Key guideline recommendations state that physicians should:

  • Keep patients with mCRPC on ADT (pharmaceutical or surgical) indefinitely. (recommendation level: moderate)
  • Offer abiraterone/prednisone, enzalutamide, or radium-223 (for men whose cancer has spread predominantly to the bones) in addition to ADT, as all three treatments are associated with improved survival, quality of life, and favorable balance of benefits and harms. (recommendation level: strong)
  • If considering chemotherapy, offer docetaxel/prednisone, but discuss side-effect risks. (recommendation level: moderate)
  • If a patient’s disease worsens despite treatment with docetaxel, consider offering cabazitaxel plus prednisone, but discuss side-effect risks. (recommendation level: moderate) 
  • Consider offering sipuleucel-T to men who have no symptoms or minimal symptoms. (recommendation level: weak)
  • Consider offering mitoxantrone plus prednisone, accompanied by a discussion of limited clinical benefit and side-effect risk. (recommendation level: weak)
  • Consider offering ketoconazole or antiandrogens (bicalutamide, flutamide, nilutamide), accompanied by a discussion of limited clinical benefit. (recommendation level: weak)

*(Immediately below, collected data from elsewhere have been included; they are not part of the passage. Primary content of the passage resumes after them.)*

use crate::model::{Id, auth::PasswordHash};
use serde::{
    Deserialize, Deserializer, Serialize,
    de::{Error, Unexpected},
};
use thiserror::Error;

pub const USERNAME_MAX_LEN: usize = 50;

#[derive(Copy, Clone, Eq, PartialEq, Ord, PartialOrd, Debug, Default, Hash)]
pub struct UserMarker;

/// Public view of a user. Posts and comments embed a copy of this taken at creation time.
#[derive(Clone, Eq, PartialEq, Debug, Default, Hash, Deserialize, Serialize)]
pub struct User {
    pub id: Id<UserMarker>,
    pub username: Username,
}

#[derive(Clone, Eq, PartialEq, Debug, Hash)]
pub struct CreateUser {
    pub username: Username,
    pub password_hash: PasswordHash,
}

#[derive(Clone, Eq, PartialEq, Debug, Hash)]
pub struct UserCredentials {
    pub user: User,
    pub password_hash: PasswordHash,
}

#[derive(Clone, Eq, PartialEq, Ord, PartialOrd, Debug, Default, Hash, Serialize)]
#[serde(transparent)]
pub struct Username(String);

#[derive(Clone, Eq, PartialEq, Ord, PartialOrd, Debug, Default, Hash, Error)]
#[error("The username is invalid: {0:?}")]
pub struct InvalidUsernameError(String);

impl Username {
    pub fn new(username: String) -> Result<Self, InvalidUsernameError> {
        let len = username.chars().count();
        if (1..=USERNAME_MAX_LEN).contains(&len) {
            Ok(Username(username))
        } else {
            Err(InvalidUsernameError(username))
        }
    }

    #[must_use]
    pub fn get(&self) -> &str {
        &self.0
    }
}

impl std::fmt::Display for Username {
    fn fmt(&self, f: &mut std::fmt::Formatter<'_>) -> std::fmt::Result {
        f.write_str(&self.0)
    }
}

impl<'de> Deserialize<'de> for Username {
    fn deserialize<D>(deserializer: D) -> Result<Self, D::Error>
    where
        D: Deserializer<'de>,
    {
        let inner = String::deserialize(deserializer)?;
        Username::new(inner)
            .map_err(|err| Error::invalid_value(Unexpected::Str(&err.0), &"Username"))
    }
}

#[cfg(test)]
mod tests {
    use crate::model::user::{USERNAME_MAX_LEN, Username};

    #[test]
    fn username_length_bounds() {
        assert!(Username::new(String::new()).is_err());
        assert!(Username::new("pike".to_owned()).is_ok());
        assert!(Username::new("ü".repeat(USERNAME_MAX_LEN)).is_ok());
        assert!(Username::new("a".repeat(USERNAME_MAX_LEN + 1)).is_err());
    }

    #[test]
    fn username_deserialization_validates() {
        assert!(serde_json::from_str::<Username>("\"\"").is_err());
        assert_eq!(
            serde_json::from_str::<Username>("\"pike\"").unwrap().get(),
            "pike"
        );
    }
}
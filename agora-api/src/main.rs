use agora_api::{
    server::{self, ServerState},
    session::{SessionAuthority, SessionPolicy},
};
use agora_common::util::{NonPositiveDurationError, PositiveDuration};
use agora_db::{DbError, client::DbClient, session::RedisSessionStore};
use serde::Deserialize;
use std::{
    fmt::{self, Debug, Formatter},
    net::{IpAddr, SocketAddr},
    sync::Arc,
    time::Duration,
};
use thiserror::Error;
use tokio::{net::TcpListener, signal};
use tracing::{debug, error, info};
use tracing_subscriber::{layer::SubscriberExt, util::SubscriberInitExt};

#[derive(Debug, Error)]
enum InitError {
    #[error("Error parsing .env file: {0}")]
    Dotenv(#[from] dotenvy::Error),
    #[error("Error parsing environment: {0}")]
    Envy(#[from] envy::Error),
    #[error("Invalid session duration: {0}")]
    SessionPolicy(#[from] NonPositiveDurationError),
    #[error("Error setting up storage: {0}")]
    Storage(#[from] DbError),
    #[error("Error binding tcp listener: {0}")]
    TcpBind(std::io::Error),
    #[error("Error serving server: {0}")]
    TcpServe(std::io::Error),
}

/// A configuration value that must not end up in logs.
#[derive(Clone, Eq, PartialEq, Hash, Deserialize)]
#[serde(transparent)]
struct Secret(String);

impl Secret {
    fn expose(&self) -> &str {
        &self.0
    }
}

impl Debug for Secret {
    fn fmt(&self, f: &mut Formatter<'_>) -> fmt::Result {
        f.write_str("Secret(<redacted>)")
    }
}

fn default_auth_lookup_timeout_secs() -> u64 {
    5
}

fn default_database_max_connections() -> u32 {
    10
}

fn default_session_lifetime_hours() -> i64 {
    90 * 24
}

fn default_session_refresh_window_hours() -> i64 {
    24
}

#[derive(Clone, Eq, PartialEq, Debug, Hash, Deserialize)]
struct Env {
    server_address: IpAddr,
    server_port: u16,
    database_url: Secret,
    redis_url: Secret,
    session_secret: Secret,
    #[serde(default = "default_auth_lookup_timeout_secs")]
    auth_lookup_timeout_secs: u64,
    #[serde(default = "default_database_max_connections")]
    database_max_connections: u32,
    #[serde(default = "default_session_lifetime_hours")]
    session_lifetime_hours: i64,
    #[serde(default = "default_session_refresh_window_hours")]
    session_refresh_window_hours: i64,
}

fn hours(hours: i64) -> Result<PositiveDuration, NonPositiveDurationError> {
    PositiveDuration::try_from(time::Duration::seconds(hours.saturating_mul(3600)))
}

fn session_policy(env: &Env) -> Result<SessionPolicy, InitError> {
    Ok(SessionPolicy {
        lifetime: hours(env.session_lifetime_hours)?,
        refresh_window: hours(env.session_refresh_window_hours)?,
    })
}

fn install_tracing() {
    tracing_subscriber::registry()
        .with(
            tracing_subscriber::EnvFilter::try_from_default_env().unwrap_or_else(|_| {
                "agora_api=debug,agora_db=debug,agora_common=debug,\
                tower_http=debug,axum::rejection=trace,sqlx=warn"
                    .into()
            }),
        )
        .with(tracing_subscriber::fmt::layer())
        .init();
}

fn get_env() -> Result<Env, InitError> {
    if let Err(e) = dotenvy::dotenv() {
        if e.not_found() {
            debug!("No .dotenv file found");
        } else {
            return Err(e.into());
        }
    }

    envy::from_env().map_err(InitError::from)
}

async fn shutdown_signal() {
    let ctrl_c = async {
        if let Err(err) = signal::ctrl_c().await {
            error!(error = %err, "Could not listen for ctrl-c");
            std::future::pending::<()>().await;
        }
    };

    #[cfg(unix)]
    let terminate = async {
        match signal::unix::signal(signal::unix::SignalKind::terminate()) {
            Ok(mut terminate) => {
                terminate.recv().await;
            }
            Err(err) => {
                error!(error = %err, "Could not listen for SIGTERM");
                std::future::pending::<()>().await;
            }
        }
    };

    #[cfg(not(unix))]
    let terminate = std::future::pending::<()>();

    tokio::select! {
        () = ctrl_c => {},
        () = terminate => {},
    }

    info!("Shutting down");
}

#[tokio::main]
async fn main() -> Result<(), InitError> {
    install_tracing();
    let env = get_env()?;

    let db_client = Arc::new(
        DbClient::connect(env.database_url.expose(), env.database_max_connections).await?,
    );
    db_client.migrate().await?;

    let policy = session_policy(&env)?;
    let session_store = Arc::new(RedisSessionStore::connect(env.redis_url.expose()).await?);
    let sessions = SessionAuthority::new(
        env.session_secret.expose().as_bytes(),
        session_store,
        policy,
    );

    let state = ServerState {
        posts: db_client.clone(),
        users: db_client,
        sessions: Arc::new(sessions),
        auth_lookup_timeout: Duration::from_secs(env.auth_lookup_timeout_secs),
    };
    let app = server::app(state);

    let server_address = SocketAddr::new(env.server_address, env.server_port);
    let listener = TcpListener::bind(server_address)
        .await
        .map_err(InitError::TcpBind)?;

    info!(%server_address, "Listening");
    axum::serve(listener, app)
        .with_graceful_shutdown(shutdown_signal())
        .await
        .map_err(InitError::TcpServe)?;

    Ok(())
}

  • Consider offering low-dose corticosteroid monotherapy as a second-line hormonal therapy. (recommendation level: weak)
  • Offer palliative care early to all patients. (recommendation level: strong)
  • Never offer bevacizumab, estramustine, or sunitinib. (recommendation level: strong)
Although insufficient clinical evidence was available to recommend the optimal sequence in which treatments should be given, ongoing clinical trials are exploring this question, as well as potential benefits of combining various treatments. 

The guideline builds upon prior recommendations from ASCO and CCO that were based on a systematic review of 28 randomized clinical trials published between 1979 and 2004. Those recommendations were released by CCO in 2006 and endorsed by ASCO in 2007.